Section 17-15-270.    (A) It is unlawful for a person to commit a violent crime while under a bond order or other pretrial release order for a previous violent crime. If the person is convicted of the subsequent violent crime, and is thereafter convicted of a violation of this section, the person is guilty of a felony and must be imprisoned not more than five years.

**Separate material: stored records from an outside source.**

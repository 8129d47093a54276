//! Encode/decode for flat repeated-string messages.
//!
//! Every value is written as its own `(number << 3) | LEN` key followed by a
//! varint length and UTF-8 bytes. Fields go out in ascending number order.
//!
//! On read:
//! - reserved numbers are a hard error (never skipped)
//! - numbers not in the field table are skipped, whatever their wire type
//! - absent fields stay empty

use crate::schema::SpecMessage;
use crate::wire::WireError;

use prost::DecodeError;
use prost::bytes::{Buf, BufMut};
use prost::encoding::{self, DecodeContext, WireType, string};
use tracing::debug;

/// Serialize `message` to its binary wire form.
pub fn encode<M: SpecMessage>(message: &M) -> Vec<u8> {
    message.encode_to_vec()
}

/// Parse a complete binary payload into `M`.
///
/// Unlike `prost::Message::decode`, a reserved field comes back as
/// [`WireError::ReservedField`] instead of a generic decode error.
pub fn decode<M: SpecMessage>(bytes: &[u8]) -> Result<M, WireError> {
    let decode_err = |source: DecodeError| WireError::Decode {
        message: M::NAME,
        source,
    };

    let mut buf = bytes;
    let mut message = M::default();
    while buf.has_remaining() {
        let (tag, wire_type) = encoding::decode_key(&mut buf).map_err(decode_err)?;

        if M::is_reserved(tag) {
            return Err(WireError::ReservedField {
                message: M::NAME,
                field: tag,
            });
        }
        if M::field_by_number(tag).is_none() {
            debug!(message = M::NAME, field = tag, ?wire_type, "skipping unknown field");
        }

        message
            .merge_field(tag, wire_type, &mut buf, DecodeContext::default())
            .map_err(decode_err)?;
    }
    Ok(message)
}

pub(crate) fn encode_fields<M: SpecMessage>(message: &M, buf: &mut impl BufMut) {
    for field in M::FIELDS {
        string::encode_repeated(field.number, message.values(field.number), buf);
    }
}

pub(crate) fn encoded_len<M: SpecMessage>(message: &M) -> usize {
    M::FIELDS
        .iter()
        .map(|field| string::encoded_len_repeated(field.number, message.values(field.number)))
        .sum()
}

pub(crate) fn merge_field<M: SpecMessage>(
    message: &mut M,
    tag: u32,
    wire_type: WireType,
    buf: &mut impl Buf,
    ctx: DecodeContext,
) -> Result<(), DecodeError> {
    if M::is_reserved(tag) {
        return Err(DecodeError::new(format!(
            "{} uses reserved field number {}",
            M::NAME,
            tag
        )));
    }

    match (M::field_by_number(tag), message.values_mut(tag)) {
        (Some(field), Some(values)) => {
            string::merge_repeated(wire_type, values, buf, ctx).map_err(|mut err| {
                err.push(M::NAME, field.name);
                err
            })
        }
        _ => encoding::skip_field(wire_type, tag, buf, ctx),
    }
}

/// Implement `prost::Message` for a [`SpecMessage`] by routing through the
/// generic field-table codec above.
macro_rules! impl_prost_message {
    ($ty:ty) => {
        impl ::prost::Message for $ty {
            fn encode_raw(&self, buf: &mut impl ::prost::bytes::BufMut) {
                $crate::wire::codec::encode_fields(self, buf)
            }

            fn merge_field(
                &mut self,
                tag: u32,
                wire_type: ::prost::encoding::WireType,
                buf: &mut impl ::prost::bytes::Buf,
                ctx: ::prost::encoding::DecodeContext,
            ) -> ::core::result::Result<(), ::prost::DecodeError> {
                $crate::wire::codec::merge_field(self, tag, wire_type, buf, ctx)
            }

            fn encoded_len(&self) -> usize {
                $crate::wire::codec::encoded_len(self)
            }

            fn clear(&mut self) {
                *self = <$ty as ::core::default::Default>::default();
            }
        }
    };
}

pub(crate) use impl_prost_message;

The sentence may be imposed concurrently or consecutively to the punishment for the principal offense.

Factors the Court Must Consider When Setting Bond

The new bond laws add “whether a person is currently out on bond for another offense” as a factor that the court must consider when determining conditions of release.

Automatic Bond Revocation When Rearrested for a Violent Crime

If a person is released on bond for a violent offense or a felony offense involving a firearm and is rearrested for a new violent offense or felony offense involving a firearm, their previous bond is “revoked by operation of law,” and a circuit court judge (not a magistrate) must hold a new bond hearing within 30 days.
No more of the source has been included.